AlphaBridge: Visualising macromolecule interactions 💻
The complexity of macromolecular structure prediction requires innovative approaches to efficiently explore vast interaction spaces. While AI-powered methods like AlphaFold have revolutionised protein structure prediction, their application to macromolecular complexes presents new challenges and opportunities. This study introduces AlphaBridge, a novel tool that leverages AlphaFold3's prediction matrices in a graph-based community clustering approach to analyze and visualize macromolecular interactions. By processing these "interaction images" through multidimensional algorithms, AlphaBridge generates chord diagrams that summarize predicted interfaces, including confidence scores and sequence conservation. This method offers an efficient framework for screening and ranking predicted interactions, potentially accelerating the discovery and analysis of complex macromolecular structures in life sciences
🔨 Applications:
Drug Discovery & Therapeutic Targeting – Identifies key protein interactions to aid in drug development and precision medicine.

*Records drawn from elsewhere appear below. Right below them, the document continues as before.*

use bar_chart_rs::api::{BarChart, ChartConfigPatch, ConfigProperty};
use bar_chart_rs::core::{Color, ColorScale, Datum, Margins, MarginsPatch, Record, dataset};
use bar_chart_rs::render::RetainedScene;
use serde_json::json;

fn chart() -> BarChart<RetainedScene> {
    BarChart::new(RetainedScene::new())
}

#[test]
fn defaults_match_documented_values() {
    let chart = chart();

    assert_eq!(chart.canvas_height(), 400.0);
    assert_eq!(chart.canvas_width(), 400.0);
    assert_eq!(chart.margins(), Margins::new(10.0, 10.0, 25.0, 50.0));
    assert_eq!(chart.x_data_metric(), "name");
    assert_eq!(chart.y_data_metric(), "value");
    assert_eq!(chart.graph_data().map(|data| data.len()), Some(0));
    assert_eq!(chart.color_scale().color(0), Color::from_rgb8(0x1f, 0x77, 0xb4));
}

#[test]
fn setters_chain_and_read_back() {
    let mut chart = chart();
    chart
        .set_canvas_height(300.0)
        .set_canvas_width(640.0)
        .set_x_data_metric("label")
        .set_y_data_metric("count");

    assert_eq!(chart.canvas_height(), 300.0);
    assert_eq!(chart.canvas_width(), 640.0);
    assert_eq!(chart.x_data_metric(), "label");
    assert_eq!(chart.y_data_metric(), "count");
}

#[test]
fn setting_a_property_does_not_draw() {
    let mut chart = chart();
    chart.init_chart("#chart").expect("mount");
    let nodes_after_mount = chart.scene().node_count();

    chart.set_graph_data(dataset(vec![Record::new().with("name", "A").with("value", 5)]));

    assert_eq!(chart.scene().node_count(), nodes_after_mount);
    assert!(chart.bar_layouts().is_empty());
}

#[test]
fn invalid_canvas_dimensions_are_ignored() {
    let mut chart = chart();
    chart
        .set_canvas_height(f64::NAN)
        .set_canvas_width(-20.0)
        .set_canvas_height(0.0)
        .set_canvas_width(f64::INFINITY);

    assert_eq!(chart.canvas_height(), 400.0);
    assert_eq!(chart.canvas_width(), 400.0);
}

#[test]
fn margins_merge_per_side() {
    let mut chart = chart();
    chart.set_margins(MarginsPatch::default().left(80.0).bottom(40.0));

    assert_eq!(chart.margins(), Margins::new(10.0, 10.0, 40.0, 80.0));

    chart.set_margins(MarginsPatch::default().top(-5.0).right(f64::NAN).left(60.0));
    assert_eq!(chart.margins(), Margins::new(10.0, 10.0, 40.0, 60.0));

    chart.set_margins(Margins::new(1.0, 2.0, 3.0, 4.0));
    assert_eq!(chart.margins(), Margins::new(1.0, 2.0, 3.0, 4.0));
}

#[test]
fn configurable_properties_are_discoverable() {
    let names: Vec<&str> = BarChart::<RetainedScene>::configurable_properties()
        .iter()
        .map(|property| property.name())
        .collect();

    assert_eq!(
        names,
        vec![
            "canvasHeight",
            "canvasWidth",
            "colorScale",
            "graphData",
            "margins",
            "xDataMetric",
            "xTickFormat",
            "yDataMetric",
            "yTickFormat",
        ]
    );
}

#[test]
fn json_config_applies_known_keys_only() {
    let mut chart = chart();
    chart.apply_json_config(&json!({
        "canvasHeight": 320,
        "canvasWidth": "512",
        "margins": { "top": 20 },
        "graphData": [{ "name": "A", "value": 3 }],
        "xDataMetric": "name",
        "unknownKey": { "anything": true }
    }));

    assert_eq!(chart.canvas_height(), 320.0);
    assert_eq!(chart.canvas_width(), 512.0);
    assert_eq!(chart.margins().top, 20.0);
    assert_eq!(chart.margins().left, 50.0);
    let data = chart.graph_data().expect("graph data");
    assert_eq!(data.len(), 1);
    assert_eq!(data[0].get("value"), Some(&Datum::Number(3.0)));
}

#[test]
fn json_records_with_nested_fields_are_kept() {
    let mut chart = chart();
    chart.apply_json_config(&json!({
        "graphData": [
            { "name": "A", "value": 50, "meta": { "source": "x" } },
            { "name": "B", "value": 100, "tags": ["a"] }
        ]
    }));

    let data = chart.graph_data().expect("graph data");
    assert_eq!(data.len(), 2);
    assert_eq!(data[1].metric("value"), Some(100.0));
    assert_eq!(data[1].get("tags"), Some(&Datum::List(vec![Datum::from("a")])));

    chart.init_chart("#chart").expect("mount");
    assert_eq!(chart.bar_layouts().len(), 2);
}

#[test]
fn unknown_json_keys_leave_configuration_untouched() {
    let mut chart = chart();
    chart.apply_json_config(&json!({ "canvasDepth": 10, "title": "bars" }));

    assert_eq!(chart.canvas_height(), 400.0);
    assert_eq!(chart.canvas_width(), 400.0);
    assert_eq!(chart.margins(), Margins::default());
}

#[test]
fn json_palette_replaces_color_scale() {
    let mut chart = chart();
    chart.apply_json_config(&json!({ "colorScale": ["#ff0000", "#0000ff"] }));

    assert_eq!(chart.color_scale().color(0), Color::rgb(1.0, 0.0, 0.0));
    assert_eq!(chart.color_scale().color(1), Color::rgb(0.0, 0.0, 1.0));
    assert_eq!(chart.color_scale().color(2), Color::rgb(1.0, 0.0, 0.0));
}

#[test]
fn typed_patch_reports_present_properties() {
    let patch = ChartConfigPatch::new()
        .canvas_width(800.0)
        .color_scale(ColorScale::custom(|_| Color::BLACK))
        .y_tick_format(|value, _| format!("{value}%"));

    assert!(patch.contains(ConfigProperty::CanvasWidth));
    assert!(!patch.contains(ConfigProperty::CanvasHeight));
    assert_eq!(
        patch.properties(),
        vec![
            ConfigProperty::CanvasWidth,
            ConfigProperty::ColorScale,
            ConfigProperty::YTickFormat
        ]
    );

    let mut chart = chart();
    chart.apply_patch(patch);
    assert_eq!(chart.canvas_width(), 800.0);
    assert_eq!(chart.color_scale().color(7), Color::BLACK);
    assert_eq!((chart.y_tick_format())(25.0, 0), "25%");
}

Genetic & Evolutionary Studies – Provides insights into evolutionary conservation and the effects of mutations on protein interactions.
📌 Key Insights:
Offer an efficient framework for screening and ranking predicted interactions, prior to more detailed analysis
Easy-to-use script find_interface on GitHub, with conda environment and only one line to enter the terminal
Demonstrations with data representation on large complex biological systems
ProtGPS: Understanding protein location form amino acid sequences 🌍
Proteins function within specific regions of a cell, and their correct localization is essential for proper cellular activity. Previously, scientists believed that proteins reached these compartments primarily through structural mechanisms. However, recent research has revealed that a protein’s precise localisation is just as crucial as its function, as mislocalisation is linked to severe diseases, including neurodegenerative disorders and various cancers. Introducing ProtGPS—a deep-learning model that accurately predicts the subcellular destinations of human proteins, offering new insights into cellular organisation and disease mechanism.
🔨 Applications:
Disease Research & Therapeutics – Identifies mutations that mislocalise proteins, aiding in understanding diseases (e.g., cancer, neurodegeneration) and developing targeted drug therapies.
Synthetic Biology & Protein Engineering – Enables design of custom proteins with precise subcellular localisation for improved metabolic pathways, gene therapy, and industrial biotech applications.
📌 Key Insights:
Trained on more than 5,500 human proteins. It takes amino acid sequences as input and makes predictions about the subcellular localisation of a protein by identifying several patterns that determine its suitability to various compartments.
Reached accuracy scores from 83% to 95% across the partitions of a cell in 12 compartments.
Trained on 200k+ proteins with disease-associated mutations, predicting where those mutated proteins would localize. This demonstrates the value of ProtGPS as a tool for generating functional proteins, understanding disease, and identifying new therapeutic avenues.